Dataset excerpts
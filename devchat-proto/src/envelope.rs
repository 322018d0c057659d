//! The AI reply envelope.
//!
//! Every AI-origin message carries a JSON-encoded [`AiReplyEnvelope`] in its
//! `message` field. [`normalize`] turns arbitrary model output into a string
//! that always decodes as an envelope.

use std::collections::BTreeMap;

use serde::{Deserialize, Serialize};

/// Text of the envelope sent when an AI request fails before producing
/// its own error envelope.
pub const FALLBACK_TEXT: &str = "Sorry, I encountered an error. Please try again.";

/// Normalized AI reply: display text plus an optional generated file tree.
#[derive(Debug, Clone, PartialEq, Serialize, Deserialize)]
#[serde(rename_all = "camelCase")]
pub struct AiReplyEnvelope {
    /// Markdown text shown in the chat.
    pub text: String,
    /// Generated files keyed by path. Node values are kept as raw JSON so
    /// nested `file`/`directory` shapes pass through untouched.
    #[serde(default, skip_serializing_if = "Option::is_none")]
    pub file_tree: Option<BTreeMap<String, serde_json::Value>>,
}

impl AiReplyEnvelope {
    /// Creates a text-only envelope.
    #[must_use]
    pub fn text(text: impl Into<String>) -> Self {
        Self {
            text: text.into(),
            file_tree: None,
        }
    }

    /// Envelope reporting an AI failure to the room.
    #[must_use]
    pub fn error(reason: impl std::fmt::Display) -> Self {
        Self::text(format!("AI Error: {reason}"))
    }

    /// The fixed fallback envelope.
    #[must_use]
    pub fn fallback() -> Self {
        Self::text(FALLBACK_TEXT)
    }

    /// Encodes the envelope as a JSON string.
    #[must_use]
    pub fn to_json(&self) -> String {
        // A struct of strings and JSON values always serializes.
        serde_json::to_string(self).unwrap_or_else(|_| String::from(r#"{"text":""}"#))
    }

    /// Decodes an envelope from a JSON string.
    ///
    /// # Errors
    ///
    /// Returns the `serde_json` error if `json` is not an envelope.
    pub fn from_json(json: &str) -> Result<Self, serde_json::Error> {
        serde_json::from_str(json)
    }
}

/// Normalizes raw model output into an envelope JSON string.
///
/// Output that already decodes as an envelope is returned unchanged;
/// anything else becomes `{"text": <raw>}`.
#[must_use]
pub fn normalize(raw: &str) -> String {
    if AiReplyEnvelope::from_json(raw).is_ok() {
        raw.to_string()
    } else {
        AiReplyEnvelope::text(raw).to_json()
    }
}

#### [EXERCISE DIRECTIONS]
Extract the full set of entries word for word.

#### [ANSWER BOX]
filename devchat-proto/src/envelope.rs
repository 322018d0c057659d
//! The AI reply envelope.
//!
//! Every AI-origin message carries a JSON-encoded [`AiReplyEnvelope`] in its
//! `message` field. [`normalize`] turns arbitrary model output into a string
//! that always decodes as an envelope.

use std::collections::BTreeMap;

use serde::{Deserialize, Serialize};

/// Text of the envelope sent when an AI request fails before producing
/// its own error envelope.
pub const FALLBACK_TEXT: &str = "Sorry, I encountered an error. Please try again.";

/// Normalized AI reply: display text plus an optional generated file tree.
#[derive(Debug, Clone, PartialEq, Serialize, Deserialize)]
#[serde(rename_all = "camelCase")]
pub struct AiReplyEnvelope {
    /// Markdown text shown in the chat.
    pub text: String,
    /// Generated files keyed by path. Node values are kept as raw JSON so
    /// nested `file`/`directory` shapes pass through untouched.
    #[serde(default, skip_serializing_if = "Option::is_none")]
    pub file_tree: Option<BTreeMap<String, serde_json::Value>>,
}

impl AiReplyEnvelope {
    /// Creates a text-only envelope.
    #[must_use]
    pub fn text(text: impl Into<String>) -> Self {
        Self {
            text: text.into(),
            file_tree: None,
        }
    }

    /// Envelope reporting an AI failure to the room.
    #[must_use]
    pub fn error(reason: impl std::fmt::Display) -> Self {
        Self::text(format!("AI Error: {reason}"))
    }

    /// The fixed fallback envelope.
    #[must_use]
    pub fn fallback() -> Self {
        Self::text(FALLBACK_TEXT)
    }

    /// Encodes the envelope as a JSON string.
    #[must_use]
    pub fn to_json(&self) -> String {
        // A struct of strings and JSON values always serializes.
        serde_json::to_string(self).unwrap_or_else(|_| String::from(r#"{"text":""}"#))
    }

    /// Decodes an envelope from a JSON string.
    ///
    /// # Errors
    ///
    /// Returns the `serde_json` error if `json` is not an envelope.
    pub fn from_json(json: &str) -> Result<Self, serde_json::Error> {
        serde_json::from_str(json)
    }
}

/// Normalizes raw model output into an envelope JSON string.
///
/// Output that already decodes as an envelope is returned unchanged;
/// anything else becomes `{"text": <raw>}`.
#[must_use]
pub fn normalize(raw: &str) -> String {
    if AiReplyEnvelope::from_json(raw).is_ok() {
        raw.to_string()
    } else {
        AiReplyEnvelope::text(raw).to_json()
    }
}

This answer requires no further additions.